Table 1 presents the study population’s baseline characteristics according to the use of dietary supplement in the past 30 days. The weighted mean age of the study population was 61.77 years (confidence interval [95% CI], 61.40–62.14 years), and 2,016 participants were females (weighted percentage [WP], 54.92%). Dietary supplement users were more likely to be younger, male, non-White, married, and current smokers, and have a lower level of educational attainment, HEI-2015, and physical activity (all p-value <0.05). There were 1,101 (WP, 29.29%), 1,410 (WP, 35.55%), and 1,421 (WP, 35.16%) participants in the BMI < 25 kg/m², 25 ≤ BMI < 30 kg/m², and BMI ≥ 30 kg/m², respectively, and 2,145 (WP, 62.75%) and 1,787 (WP, 37.25%) in the non-frail and frail groups, respectively, all of which were not statistically significant between the dietary supplement users and non-users groups.

Table 1

Table 1. Characteristics of US adults according to the use of dietary supplement in the past 30 days, NHANES 1999–2018*.
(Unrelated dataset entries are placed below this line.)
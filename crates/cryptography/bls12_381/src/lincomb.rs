use crate::{traits::*, G1Point, G1Projective, Scalar};

/// A multi-scalar multiplication algorithm over G1 elements
///
/// Note: "unchecked" refers to the fact that blst will return the identity
/// element, if any of the points are the identity element.
///
/// Calling this method means that the caller is aware that there are no
/// identity elements amongst their points.
pub fn g1_lincomb_unchecked(points: &[G1Point], scalars: &[Scalar]) -> Option<G1Projective> {
    (points.len() == scalars.len()).then(|| {
        // Convert to Projective, since the API forces us to do this
        let proj_points: Vec<_> = points.iter().map(Into::into).collect();
        G1Projective::multi_exp(&proj_points, scalars)
    })
}

/// A multi-scalar multiplication algorithm over G1 elements
///
/// Returns None if the points and the scalars are not the
/// same length.
///
/// This method is a safe wrapper around `g1_lincomb_unchecked`:
/// it filters out any points that are the identity.
pub fn g1_lincomb(points: &[G1Point], scalars: &[Scalar]) -> Option<G1Projective> {
    if points.len() != scalars.len() {
        return None;
    }

    let (points_filtered, scalars_filtered): (Vec<_>, Vec<_>) = points
        .iter()
        .zip(scalars)
        .filter(|(point, _)| !(bool::from(point.is_identity())))
        .map(|(point, scalar)| (*point, *scalar))
        .unzip();

    if points_filtered.is_empty() {
        Some(G1Projective::identity())
    } else {
        g1_lincomb_unchecked(&points_filtered, &scalars_filtered)
    }
}
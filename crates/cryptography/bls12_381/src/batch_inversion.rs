use ff::Field;

/// Replaces every element of `values` with its multiplicative inverse,
/// paying for a single field inversion.
///
/// Panics if any element is zero.
pub fn batch_inverse<F: Field>(values: &mut [F]) {
    if values.is_empty() {
        return;
    }

    // Running products: prefix[i] = v_0 * ... * v_i
    let mut prefix = Vec::with_capacity(values.len());
    let mut acc = F::ONE;
    for value in values.iter() {
        acc *= value;
        prefix.push(acc);
    }

    let mut inv_acc = acc
        .invert()
        .expect("batch_inverse called with a zero element");

    // Walk backwards peeling one factor off the inverted product at a time.
    for i in (0..values.len()).rev() {
        let before = if i == 0 { F::ONE } else { prefix[i - 1] };
        let inverse = inv_acc * before;
        inv_acc *= values[i];
        values[i] = inverse;
    }
}

#[cfg(test)]
mod tests {
    use blstrs::Scalar;
    use proptest::prelude::*;
    use rand::{rngs::StdRng, SeedableRng};

    use super::*;

    #[test]
    fn matches_individual_inversion() {
        let mut rng = StdRng::seed_from_u64(7);
        let mut elements: Vec<Scalar> = (0..257)
            .map(|_| Scalar::random(&mut rng))
            .map(|f| if f.is_zero_vartime() { Scalar::ONE } else { f })
            .collect();

        let expected: Vec<_> = elements
            .iter()
            .map(|f| f.invert().expect("non-zero"))
            .collect();
        batch_inverse(&mut elements);

        assert_eq!(elements, expected);
    }

    #[test]
    fn empty_input_is_a_no_op() {
        let mut elements: Vec<Scalar> = Vec::new();
        batch_inverse(&mut elements);
        assert!(elements.is_empty());
    }

    #[test]
    #[should_panic]
    fn zero_element_panics() {
        let mut elements = vec![Scalar::ONE, Scalar::ZERO, Scalar::from(3u64)];
        batch_inverse(&mut elements);
    }

    proptest! {
        #[test]
        fn prop_inverse_times_original_is_one(seeds in proptest::collection::vec(1u64.., 1..64)) {
            let original: Vec<Scalar> = seeds.into_iter().map(Scalar::from).collect();
            let mut inverted = original.clone();
            batch_inverse(&mut inverted);

            for (a, b) in original.iter().zip(&inverted) {
                prop_assert_eq!(*a * b, Scalar::ONE);
            }
        }
    }
}
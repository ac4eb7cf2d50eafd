pub mod domain;
mod fft;
pub mod poly_coeff;

pub use domain::Domain;
pub use poly_coeff::PolyCoeff;
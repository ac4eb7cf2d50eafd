use std::ops::{Add, Mul, Neg, Sub};

use bls12_381::{ff::Field, group::Group, G1Projective, Scalar};
use maybe_rayon::prelude::*;

/// Anything that can be pushed through a radix-2 butterfly:
/// field elements for polynomial work and G1 points for basis conversion.
pub(crate) trait FFTElement:
    Sized
    + Send
    + Sync
    + Copy
    + PartialEq
    + Add<Output = Self>
    + Sub<Output = Self>
    + Mul<Scalar, Output = Self>
    + Neg<Output = Self>
{
    fn zero() -> Self;
}

impl FFTElement for Scalar {
    fn zero() -> Self {
        Self::ZERO
    }
}

impl FFTElement for G1Projective {
    fn zero() -> Self {
        Self::identity()
    }
}

/// In-place iterative Cooley-Tukey transform.
///
/// `twiddles[k]` must hold `omega^k` for `k < n / 2`, where `omega` is a
/// primitive `n`-th root of unity and `n == values.len()`.
/// Input is in natural order and so is the output.
pub(crate) fn fft_inplace<T: FFTElement>(twiddles: &[Scalar], values: &mut [T]) {
    let n = values.len();
    if n <= 1 {
        return;
    }
    debug_assert!(n.is_power_of_two());
    debug_assert!(twiddles.len() >= n / 2);

    reverse_bit_order(values);

    let mut half = 1;
    while half < n {
        // Stride through the twiddle table so that every layer uses
        // the roots of unity of order `2 * half`.
        let stride = n / (2 * half);
        values
            .maybe_par_chunks_mut(2 * half)
            .for_each(|block| {
                let (lo, hi) = block.split_at_mut(half);
                for (k, (a, b)) in lo.iter_mut().zip(hi.iter_mut()).enumerate() {
                    butterfly(a, b, twiddles[k * stride]);
                }
            });
        half *= 2;
    }
}

#[inline]
fn butterfly<T: FFTElement>(a: &mut T, b: &mut T, twiddle: Scalar) {
    let t = if twiddle == Scalar::ONE {
        *b
    } else if *b == T::zero() {
        T::zero()
    } else {
        *b * twiddle
    };
    *b = *a - t;
    *a = *a + t;
}

/// Returns `[1, omega, omega^2, ..., omega^(n/2 - 1)]`.
pub(crate) fn precompute_twiddles(omega: Scalar, n: usize) -> Vec<Scalar> {
    bls12_381::powers_of(omega, (n / 2).max(1))
}

/// Reverses the least significant `bits` of `n`.
pub(crate) const fn reverse_bits(n: usize, bits: u32) -> usize {
    // overflowing_shr keeps `bits == 0` from being a shift by usize::BITS
    n.reverse_bits().overflowing_shr(usize::BITS - bits).0
}

/// Permutes `values` so that the element at index `i` moves to the index
/// whose binary representation is `i` reversed.
///
/// The permutation is an involution.
///
/// # Panics
///
/// Panics if the length is non-zero and not a power of two.
fn reverse_bit_order<T>(values: &mut [T]) {
    if values.is_empty() {
        return;
    }
    let n = values.len();
    assert!(n.is_power_of_two(), "n must be a power of two");

    let log_n = n.trailing_zeros();
    for k in 0..n {
        let rk = reverse_bits(k, log_n);
        if k < rk {
            values.swap(k, rk);
        }
    }
}

#[cfg(test)]
mod tests {
    use super::*;

    #[test]
    fn reverse_bits_three_bit_table() {
        let expected = [0b000, 0b100, 0b010, 0b110, 0b001, 0b101, 0b011, 0b111];
        for (i, want) in expected.into_iter().enumerate() {
            assert_eq!(reverse_bits(i, 3), want);
        }
        assert_eq!(reverse_bits(0, 0), 0);
    }

    #[test]
    fn reverse_bit_order_is_an_involution() {
        let original: Vec<u32> = (0..64).collect();
        let mut permuted = original.clone();
        reverse_bit_order(&mut permuted);
        assert_ne!(permuted, original);
        assert_eq!(permuted[1], 32);
        reverse_bit_order(&mut permuted);
        assert_eq!(permuted, original);

        let mut empty: [u8; 0] = [];
        reverse_bit_order(&mut empty);
    }

    #[test]
    #[should_panic(expected = "power of two")]
    fn reverse_bit_order_rejects_odd_lengths() {
        let mut values = [1, 2, 3];
        reverse_bit_order(&mut values);
    }
}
3.2 Associations between BMI and frailty in cancer patients

Table 2 displays the associations between BMI and FI by the survey-weighted logistics regression models. The univariate and multivariate analyses adjusted for confounding factors indicate a significantly higher frailty risk in groups with 25 ≤ BMI < 30 kg/m² and BMI ≥ 30 kg/m² compared to those with BMI < 25 kg/m² (p-value <0.05). In the fully adjusted model (model 2), compared to the normal weight group, the overweight (Odds ratio [OR] = 1.28; 95% CI, 1.01–1.64) and obese group (OR = 1.61; 95% CI, 1.24–2.09, p for trend <0.001) were associated with higher FI. The multivariate-adjusted ORs for every 1 kg/m² in BMI in the association with FI was 1.04 (95% CI, 1.02–1.06). Furthermore, restricted cubic spline curves further visualize the relationships between BMI and FI (Figure 2A). After adjusting for confounders, a significant positive linear relationship was observed between BMI and FI (p value for overall <0.001, p value for non-linearity = 0.188).

Table 2

Table 2. Survey-weighted associations between BMI (kg/m²) and frailty index.

Figure 2

Figure 2. Restricted cubic spline curve of the relationships between BMI and FI in cancer patients (A) and Kaplan–Meier survival curves on all-cause (B), cancer (C), and non-cancer (D) mortality between dietary supplement users and non-users in BMI < 25 kg/m² group.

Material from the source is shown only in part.